Walt Disney's vision for his park encompassed a nostalgic past, a gleaming future and a neat, orderly take on everything in between. His influence was far-reaching and profound.

December 03, 2006|Erika Schickel | Special to The Times

WALT DISNEY was a lifelong stickler who threw every controlling, detail-oriented drop of himself into his Magic Kingdom in Anaheim, creating America's first theme park in 1955. Until then, there had only been carnivals and amusement parks, with their seedy combination of midways, rides and concessions.

To Disney, these were "dirty, phony places, run by tough-looking people," and he dreamed of something entirely new: a place where families could come and all would be safe and clean and perfect. As Neal Gabler asserts in "Walt Disney: The Triumph of the American Imagination": "The quintessential product of the [Disney] empire would not be fantasy, but simulated reality.... Walt Disney had crept closer still to creating and perfecting life."

Disney recognized the importance of the false front, the idea that detail was the key to suspending our disbelief in his invented world. At the same time, he understood that he needed to eradicate even the merest hint of complexity or danger to make Disneyland the "Happiest Place on Earth." Whether on Tom Sawyer's Island or in his sanitized, even cuddly re-imagining of prehistoric life, Disneyland became a place where all the edges are smooth, where visitors might have a surrogate experience -- important, defining, dramatic -- without any emotional muss and fuss.

Half a century later, Disney's influence is far-reaching and profound.

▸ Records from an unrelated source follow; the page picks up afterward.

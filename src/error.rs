use thiserror::Error;

/// Custom error type for Combsol
///
/// This error type is used to wrap all possible errors that can occur when using Combsol
#[derive(Error, Debug)]
pub enum CombsolError {
    #[error("Graph error: {0}")]
    GraphError(#[from] GraphError),
    #[error("Coloring error: {0}")]
    ColoringError(#[from] ColoringError),
    #[error("IO error: {0}")]
    IoError(#[from] std::io::Error),
    #[error("Error: {0}")]
    Other(String),
}

/// Possible errors when building or querying a graph
#[derive(Error, Debug, PartialEq)]
pub enum GraphError {
    #[error("Invalid vertex {vertex}, graph has {vertex_count} vertices")]
    InvalidVertex { vertex: usize, vertex_count: usize },
    #[error("Self loop on vertex {vertex} is not allowed in a simple graph")]
    SelfLoop { vertex: usize },
    #[error("Cannot parse edge on line {line}: {content:?}")]
    ParseError { line: usize, content: String },
}

/// Possible errors from the K4 coloring engine
#[derive(Error, Debug, PartialEq)]
pub enum ColoringError {
    #[error("K4 cells need at least 4 vertices, engine has {vertex_count}")]
    EngineNotApplicable { vertex_count: usize },
    #[error("Edge ({a}, {b}) does not join two distinct vertices")]
    InvalidEdge { a: usize, b: usize },
    #[error("Cell key {key:?} is not four distinct vertices")]
    InvalidCell { key: [usize; 4] },
    #[error("Edge ({a}, {b}) is already colored")]
    EdgeAlreadyColored { a: usize, b: usize },
}

#[macro_export]
macro_rules! graph_error {
    ($variant:ident) => {
        CombsolError::from(GraphError::$variant)
    };
    ($variant:ident { $($field:tt)* }) => {
        CombsolError::from(GraphError::$variant { $($field)* })
    };
}

#[macro_export]
macro_rules! coloring_error {
    ($variant:ident) => {
        CombsolError::from(ColoringError::$variant)
    };
    ($variant:ident { $($field:tt)* }) => {
        CombsolError::from(ColoringError::$variant { $($field)* })
    };
}

#[macro_export]
macro_rules! other_error {
    ($msg:expr) => {
        CombsolError::Other($msg.to_string())
    };
}
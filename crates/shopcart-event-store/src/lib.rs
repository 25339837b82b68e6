//! Shopcart event store.
//!
//! An in-memory event log: append-only, totally ordered per aggregate, with
//! optimistic concurrency on append and an ordered delivery feed for
//! projections. Durable storage is left to an external log.

pub mod in_memory_event_repository;
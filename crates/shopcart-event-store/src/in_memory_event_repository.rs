//! In-memory implementation of the `EventRepository` trait.

use std::collections::HashMap;
use std::sync::{Mutex, MutexGuard};

use async_trait::async_trait;
use tokio::sync::mpsc;

use shopcart_core::error::DomainError;
use shopcart_core::repository::{EventRepository, StoredEvent};

/// Receiving end of the event log's delivery feed.
///
/// Yields every committed event exactly once, in commit order. The feed is
/// unbounded so appends never wait on a slow consumer.
pub type EventFeed = mpsc::UnboundedReceiver<StoredEvent>;

#[derive(Debug, Default)]
struct LogState {
    /// Every committed event in commit order.
    log: Vec<StoredEvent>,
    /// Per-aggregate streams, ordered by sequence number.
    streams: HashMap<String, Vec<StoredEvent>>,
    /// Live feeds; closed feeds are pruned on the next append.
    feeds: Vec<mpsc::UnboundedSender<StoredEvent>>,
}

/// Event repository that keeps all streams in process memory.
///
/// Appends to the same aggregate are checked against `expected_version` and
/// rejected with `DomainError::ConcurrencyConflict` when stale. Committed
/// events are pushed to every feed while the log lock is held, so each feed
/// observes one global order that respects every aggregate's stream order.
#[derive(Debug, Default)]
pub struct InMemoryEventRepository {
    state: Mutex<LogState>,
}

impl InMemoryEventRepository {
    /// Creates an empty event log.
    #[must_use]
    pub fn new() -> Self {
        Self::default()
    }

    fn lock(&self) -> Result<MutexGuard<'_, LogState>, DomainError> {
        self.state
            .lock()
            .map_err(|_| DomainError::Infrastructure("event log lock poisoned".into()))
    }

    /// Opens a delivery feed.
    ///
    /// The feed first replays the whole log, then continues with events as
    /// they are committed. No event is skipped or duplicated across the
    /// catch-up/live boundary.
    ///
    /// # Errors
    ///
    /// Returns `DomainError::Infrastructure` if the log lock is poisoned.
    pub fn subscribe(&self) -> Result<EventFeed, DomainError> {
        let (tx, rx) = mpsc::unbounded_channel();
        let mut state = self.lock()?;
        for event in &state.log {
            // The receiver is still in scope, so the send cannot fail.
            let _ = tx.send(event.clone());
        }
        state.feeds.push(tx);
        tracing::debug!(replayed = state.log.len(), "event feed opened");
        Ok(rx)
    }

    /// Returns the number of committed events across all aggregates.
    ///
    /// # Errors
    ///
    /// Returns `DomainError::Infrastructure` if the log lock is poisoned.
    pub fn event_count(&self) -> Result<usize, DomainError> {
        Ok(self.lock()?.log.len())
    }
}

#[async_trait]
impl EventRepository for InMemoryEventRepository {
    async fn load_events(&self, aggregate_id: &str) -> Result<Vec<StoredEvent>, DomainError> {
        let state = self.lock()?;
        Ok(state.streams.get(aggregate_id).cloned().unwrap_or_default())
    }

    async fn append_events(
        &self,
        aggregate_id: &str,
        expected_version: i64,
        events: &[StoredEvent],
    ) -> Result<(), DomainError> {
        if events.is_empty() {
            return Ok(());
        }

        let mut state = self.lock()?;
        let actual = state
            .streams
            .get(aggregate_id)
            .and_then(|stream| stream.last())
            .map_or(0, |event| event.sequence_number);
        if actual != expected_version {
            tracing::warn!(
                aggregate_id,
                expected_version,
                actual,
                "rejected append with stale expected version"
            );
            return Err(DomainError::ConcurrencyConflict {
                aggregate_id: aggregate_id.to_owned(),
                expected: expected_version,
                actual,
            });
        }

        let mut next = expected_version;
        for event in events {
            next += 1;
            if event.aggregate_id != aggregate_id {
                return Err(DomainError::Infrastructure(format!(
                    "event {} belongs to aggregate {}, not {aggregate_id}",
                    event.event_id, event.aggregate_id
                )));
            }
            if event.sequence_number != next {
                return Err(DomainError::Infrastructure(format!(
                    "event {} has sequence number {}, expected {next}",
                    event.event_id, event.sequence_number
                )));
            }
        }

        let LogState {
            log,
            streams,
            feeds,
        } = &mut *state;
        streams
            .entry(aggregate_id.to_owned())
            .or_default()
            .extend_from_slice(events);
        for event in events {
            log.push(event.clone());
            feeds.retain(|feed| feed.send(event.clone()).is_ok());
        }

        tracing::debug!(
            aggregate_id,
            appended = events.len(),
            version = next,
            "events committed"
        );
        Ok(())
    }
}
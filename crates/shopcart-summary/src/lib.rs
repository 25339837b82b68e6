//! Shopcart summary projection.
//!
//! Consumes cart events in order, keeps one summary row per cart, answers
//! paged and count queries, and pushes live updates to subscription queries.
//! Count-change notifications are coalesced over a time window; row updates
//! are delivered individually.

pub mod emitter;
pub mod error;
pub mod projection;
pub mod runner;
pub mod store;
pub mod subscriber;
pub mod subscription;
pub mod summary;
//! Read-model rows and the queries served from them.

use chrono::{DateTime, Utc};
use serde::{Deserialize, Serialize};

/// Summary row for one cart.
#[derive(Debug, Clone, PartialEq, Eq, Serialize, Deserialize)]
pub struct CartSummary {
    /// The cart identifier.
    pub id: String,
    /// The customer owning the cart.
    pub customer: String,
    /// Articles in the cart, in the order they were added.
    pub items: Vec<String>,
    /// Sequence number of the last event applied to this row.
    pub version: i64,
}

/// Filter shared by fetch and count queries.
#[derive(Debug, Clone, Default, PartialEq, Eq, Serialize, Deserialize)]
pub struct SummaryFilter {
    /// Only rows whose id starts with this prefix match. Empty matches all.
    pub id_starts_with: String,
}

impl SummaryFilter {
    /// Creates a filter matching ids that start with `prefix`.
    #[must_use]
    pub fn starting_with(prefix: impl Into<String>) -> Self {
        Self {
            id_starts_with: prefix.into(),
        }
    }

    /// Returns `true` if the cart id matches this filter.
    #[must_use]
    pub fn matches(&self, cart_id: &str) -> bool {
        cart_id.starts_with(&self.id_starts_with)
    }
}

/// Query for a page of summary rows.
#[derive(Debug, Clone, PartialEq, Eq)]
pub struct FetchSummaries {
    /// Number of matching rows to skip.
    pub offset: usize,
    /// Maximum number of rows to return.
    pub limit: usize,
    /// Row filter.
    pub filter: SummaryFilter,
}

/// Query for the number of matching summary rows.
#[derive(Debug, Clone, Default, PartialEq, Eq)]
pub struct CountSummaries {
    /// Row filter.
    pub filter: SummaryFilter,
}

/// Answer to a `CountSummaries` query.
#[derive(Debug, Clone, Copy, PartialEq, Eq, Serialize)]
pub struct CountSummariesResponse {
    /// Number of matching rows.
    pub count: usize,
    /// When the count was computed. Never earlier than a previously
    /// returned `as_of`.
    pub as_of: DateTime<Utc>,
}

/// Notification that the number of rows matching a count subscription may
/// have changed. Carries no count: the subscriber re-queries.
#[derive(Debug, Clone, Copy, PartialEq, Eq)]
pub struct CountChanged {
    /// Number of raw change signals merged into this notification.
    pub coalesced: usize,
}

#[cfg(test)]
mod tests {
    use super::*;

    #[test]
    fn test_empty_filter_matches_every_id() {
        let filter = SummaryFilter::default();

        assert!(filter.matches("C1"));
        assert!(filter.matches(""));
    }

    #[test]
    fn test_filter_matches_on_prefix_only() {
        let filter = SummaryFilter::starting_with("C1");

        assert!(filter.matches("C1"));
        assert!(filter.matches("C10"));
        assert!(!filter.matches("XC1"));
        assert!(!filter.matches("C2"));
    }
}
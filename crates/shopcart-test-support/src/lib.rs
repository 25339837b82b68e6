//! Shared test mocks and utilities for the shopping cart.

mod clock;
mod repository;
mod scheduler;

pub use clock::{FixedClock, SteppingClock};
pub use repository::{EmptyEventRepository, FailingEventRepository, RecordingEventRepository};
pub use scheduler::ManualScheduler;
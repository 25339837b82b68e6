//! Generic subscribe-with-predicate registry.
//!
//! A [`Topic`] holds live subscribers, each with a predicate over the key of
//! an emitted update. Emission and cancellation take the same lock, so once
//! [`SubscriptionHandle::cancel`] returns no further update reaches that
//! subscriber.

use std::collections::HashMap;
use std::sync::atomic::{AtomicBool, Ordering};
use std::sync::{Arc, Mutex, MutexGuard, PoisonError, Weak};

use tokio::sync::mpsc;

type Predicate = Box<dyn Fn(&str) -> bool + Send + Sync>;

struct Subscriber<U> {
    predicate: Predicate,
    sender: mpsc::UnboundedSender<U>,
}

struct Registry<U> {
    next_id: u64,
    subscribers: HashMap<u64, Subscriber<U>>,
}

fn lock<U>(registry: &Mutex<Registry<U>>) -> MutexGuard<'_, Registry<U>> {
    // The registry is only a map of senders; it stays consistent even if a
    // holder panicked.
    registry.lock().unwrap_or_else(PoisonError::into_inner)
}

/// A registry of subscribers for one kind of update.
pub struct Topic<U> {
    registry: Arc<Mutex<Registry<U>>>,
}

impl<U> Default for Topic<U> {
    fn default() -> Self {
        Self {
            registry: Arc::new(Mutex::new(Registry {
                next_id: 0,
                subscribers: HashMap::new(),
            })),
        }
    }
}

impl<U> std::fmt::Debug for Topic<U> {
    fn fmt(&self, f: &mut std::fmt::Formatter<'_>) -> std::fmt::Result {
        f.debug_struct("Topic")
            .field("subscribers", &self.subscriber_count())
            .finish()
    }
}

impl<U> Topic<U> {
    /// Returns the number of live subscribers.
    #[must_use]
    pub fn subscriber_count(&self) -> usize {
        lock(&self.registry).subscribers.len()
    }
}

impl<U: Clone + Send + 'static> Topic<U> {
    /// Creates an empty topic.
    #[must_use]
    pub fn new() -> Self {
        Self::default()
    }

    /// Registers a subscriber that receives every update whose key satisfies
    /// `predicate`.
    pub fn subscribe<P>(&self, predicate: P) -> Subscription<U>
    where
        P: Fn(&str) -> bool + Send + Sync + 'static,
    {
        let (sender, receiver) = mpsc::unbounded_channel();
        let mut registry = lock(&self.registry);
        let id = registry.next_id;
        registry.next_id += 1;
        registry.subscribers.insert(
            id,
            Subscriber {
                predicate: Box::new(predicate),
                sender,
            },
        );

        Subscription {
            handle: SubscriptionHandle {
                id,
                cancelled: Arc::new(AtomicBool::new(false)),
                registry: Arc::downgrade(&self.registry),
            },
            receiver,
        }
    }

    /// Delivers `update` to every subscriber whose predicate accepts `key`.
    /// Returns the number of subscribers it was delivered to.
    pub fn emit(&self, key: &str, update: &U) -> usize {
        let mut registry = lock(&self.registry);
        let mut delivered = 0;
        registry.subscribers.retain(|_, subscriber| {
            if !(subscriber.predicate)(key) {
                return true;
            }
            if subscriber.sender.send(update.clone()).is_ok() {
                delivered += 1;
                true
            } else {
                false
            }
        });
        delivered
    }
}

/// Cancels a subscription. Cloneable so the owner of a subscription's
/// update stream and the owner of its lifetime can differ.
pub struct SubscriptionHandle<U> {
    id: u64,
    cancelled: Arc<AtomicBool>,
    registry: Weak<Mutex<Registry<U>>>,
}

impl<U> Clone for SubscriptionHandle<U> {
    fn clone(&self) -> Self {
        Self {
            id: self.id,
            cancelled: Arc::clone(&self.cancelled),
            registry: Weak::clone(&self.registry),
        }
    }
}

impl<U> std::fmt::Debug for SubscriptionHandle<U> {
    fn fmt(&self, f: &mut std::fmt::Formatter<'_>) -> std::fmt::Result {
        f.debug_struct("SubscriptionHandle")
            .field("id", &self.id)
            .field("cancelled", &self.is_cancelled())
            .finish()
    }
}

impl<U> SubscriptionHandle<U> {
    /// Removes the subscription from its topic. Idempotent.
    pub fn cancel(&self) {
        if self.cancelled.swap(true, Ordering::SeqCst) {
            return;
        }
        if let Some(registry) = self.registry.upgrade() {
            lock(&registry).subscribers.remove(&self.id);
        }
    }

    /// Returns `true` once the subscription has been cancelled.
    #[must_use]
    pub fn is_cancelled(&self) -> bool {
        self.cancelled.load(Ordering::SeqCst)
    }
}

/// A live subscription: a cancel handle plus the stream of updates.
///
/// Dropping the subscription cancels it.
pub struct Subscription<U> {
    handle: SubscriptionHandle<U>,
    receiver: mpsc::UnboundedReceiver<U>,
}

impl<U> std::fmt::Debug for Subscription<U> {
    fn fmt(&self, f: &mut std::fmt::Formatter<'_>) -> std::fmt::Result {
        f.debug_struct("Subscription")
            .field("handle", &self.handle)
            .finish_non_exhaustive()
    }
}

impl<U> Subscription<U> {
    /// Waits for the next update. Returns `None` once cancelled.
    pub async fn recv(&mut self) -> Option<U> {
        if self.handle.is_cancelled() {
            return None;
        }
        let update = self.receiver.recv().await?;
        (!self.handle.is_cancelled()).then_some(update)
    }

    /// Returns the next buffered update without waiting.
    pub fn try_recv(&mut self) -> Option<U> {
        if self.handle.is_cancelled() {
            return None;
        }
        self.receiver.try_recv().ok()
    }

    /// Returns a handle that can cancel this subscription from elsewhere.
    #[must_use]
    pub fn handle(&self) -> SubscriptionHandle<U> {
        self.handle.clone()
    }

    /// Cancels the subscription. Idempotent.
    pub fn cancel(&self) {
        self.handle.cancel();
    }

    /// Returns `true` once the subscription has been cancelled.
    #[must_use]
    pub fn is_cancelled(&self) -> bool {
        self.handle.is_cancelled()
    }
}

impl<U> Drop for Subscription<U> {
    fn drop(&mut self) {
        self.handle.cancel();
    }
}

#[cfg(test)]
mod tests {
    use super::*;

    #[tokio::test]
    async fn test_emit_reaches_only_matching_subscribers() {
        // Arrange
        let topic: Topic<String> = Topic::new();
        let mut c1 = topic.subscribe(|key| key.starts_with("C1"));
        let mut c2 = topic.subscribe(|key| key.starts_with("C2"));

        // Act
        let delivered = topic.emit("C1", &"row".to_owned());

        // Assert
        assert_eq!(delivered, 1);
        assert_eq!(c1.recv().await, Some("row".to_owned()));
        assert_eq!(c2.try_recv(), None);
    }

    #[tokio::test]
    async fn test_cancel_stops_further_delivery() {
        // Arrange
        let topic: Topic<u32> = Topic::new();
        let mut subscription = topic.subscribe(|_| true);
        topic.emit("C1", &1);

        // Act
        subscription.cancel();
        let delivered = topic.emit("C1", &2);

        // Assert
        assert_eq!(delivered, 0);
        assert_eq!(topic.subscriber_count(), 0);
        assert_eq!(subscription.recv().await, None);
    }

    #[tokio::test(flavor = "multi_thread", worker_threads = 2)]
    async fn test_cancel_from_another_task_cuts_off_concurrent_emission() {
        // Arrange
        let topic: Arc<Topic<u64>> = Arc::new(Topic::new());
        let mut subscription = topic.subscribe(|_| true);
        let handle = subscription.handle();
        let cancel_returned = Arc::new(AtomicBool::new(false));

        let emitter = tokio::spawn({
            let topic = Arc::clone(&topic);
            let cancel_returned = Arc::clone(&cancel_returned);
            async move {
                let mut late_emits = 0;
                let mut late_deliveries = 0;
                let mut n = 0_u64;
                while late_emits < 200 {
                    let after_cancel = cancel_returned.load(Ordering::SeqCst);
                    let delivered = topic.emit("C1", &n);
                    if after_cancel {
                        late_emits += 1;
                        late_deliveries += delivered;
                    }
                    n += 1;
                    tokio::task::yield_now().await;
                }
                late_deliveries
            }
        });

        // Act
        assert!(subscription.recv().await.is_some());
        let canceller = tokio::spawn({
            let cancel_returned = Arc::clone(&cancel_returned);
            async move {
                handle.cancel();
                cancel_returned.store(true, Ordering::SeqCst);
            }
        });
        canceller.await.unwrap();
        let late_deliveries = emitter.await.unwrap();

        // Assert
        assert_eq!(late_deliveries, 0);
        assert_eq!(subscription.recv().await, None);
        assert_eq!(subscription.try_recv(), None);
        assert_eq!(topic.subscriber_count(), 0);
    }

    #[test]
    fn test_cancel_is_idempotent() {
        let topic: Topic<u32> = Topic::new();
        let subscription = topic.subscribe(|_| true);
        let handle = subscription.handle();

        handle.cancel();
        handle.cancel();
        subscription.cancel();

        assert!(subscription.is_cancelled());
        assert_eq!(topic.subscriber_count(), 0);
    }

    #[test]
    fn test_drop_cancels_subscription() {
        let topic: Topic<u32> = Topic::new();
        let subscription = topic.subscribe(|_| true);
        let handle = subscription.handle();

        drop(subscription);

        assert!(handle.is_cancelled());
        assert_eq!(topic.subscriber_count(), 0);
    }

    #[test]
    fn test_handle_outliving_topic_cancels_without_panicking() {
        let topic: Topic<u32> = Topic::new();
        let subscription = topic.subscribe(|_| true);
        let handle = subscription.handle();

        drop(topic);
        handle.cancel();

        assert!(handle.is_cancelled());
    }
}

His technical innovations -- tubular roller-coaster tracks, multi-car coasters, animatronics -- have become industry standards.

Yet even more important is his notion of "theming," which has spread like a virus, turning organic spaces into lulling facades and creating nostalgia in us for places that never existed, except in some designer's mind. "Special theming" is a staple of resorts, restaurants, spas, condos and shopping malls -- places people go to get away from reality and enjoy a controlled, enhanced, ersatz environment.

One has only to visit the Grove to witness the phenomenon up close. Like Disney's Main Street, it looks like an imaginary small town in a world that never quite existed, with its clean streets, simple pleasures and friendly neighbors. Visitors crowd the decks of its trolley car, riding a tiny loop to nowhere, snapping pictures of each other as though they're making memories in a real place.

And then, of course, there are the theme parks, every one of which -- Six Flags, Busch Gardens, Legoland -- bears the stamp of Disneyland. This is perhaps more true overseas, where the Disney brand itself proliferates in Japan and France.

Visionary, history-making, soul-sapping or just good, clean escapist fun -- all of it traces back to one man, who took his own obsessive dream for order and made it manifest in a park.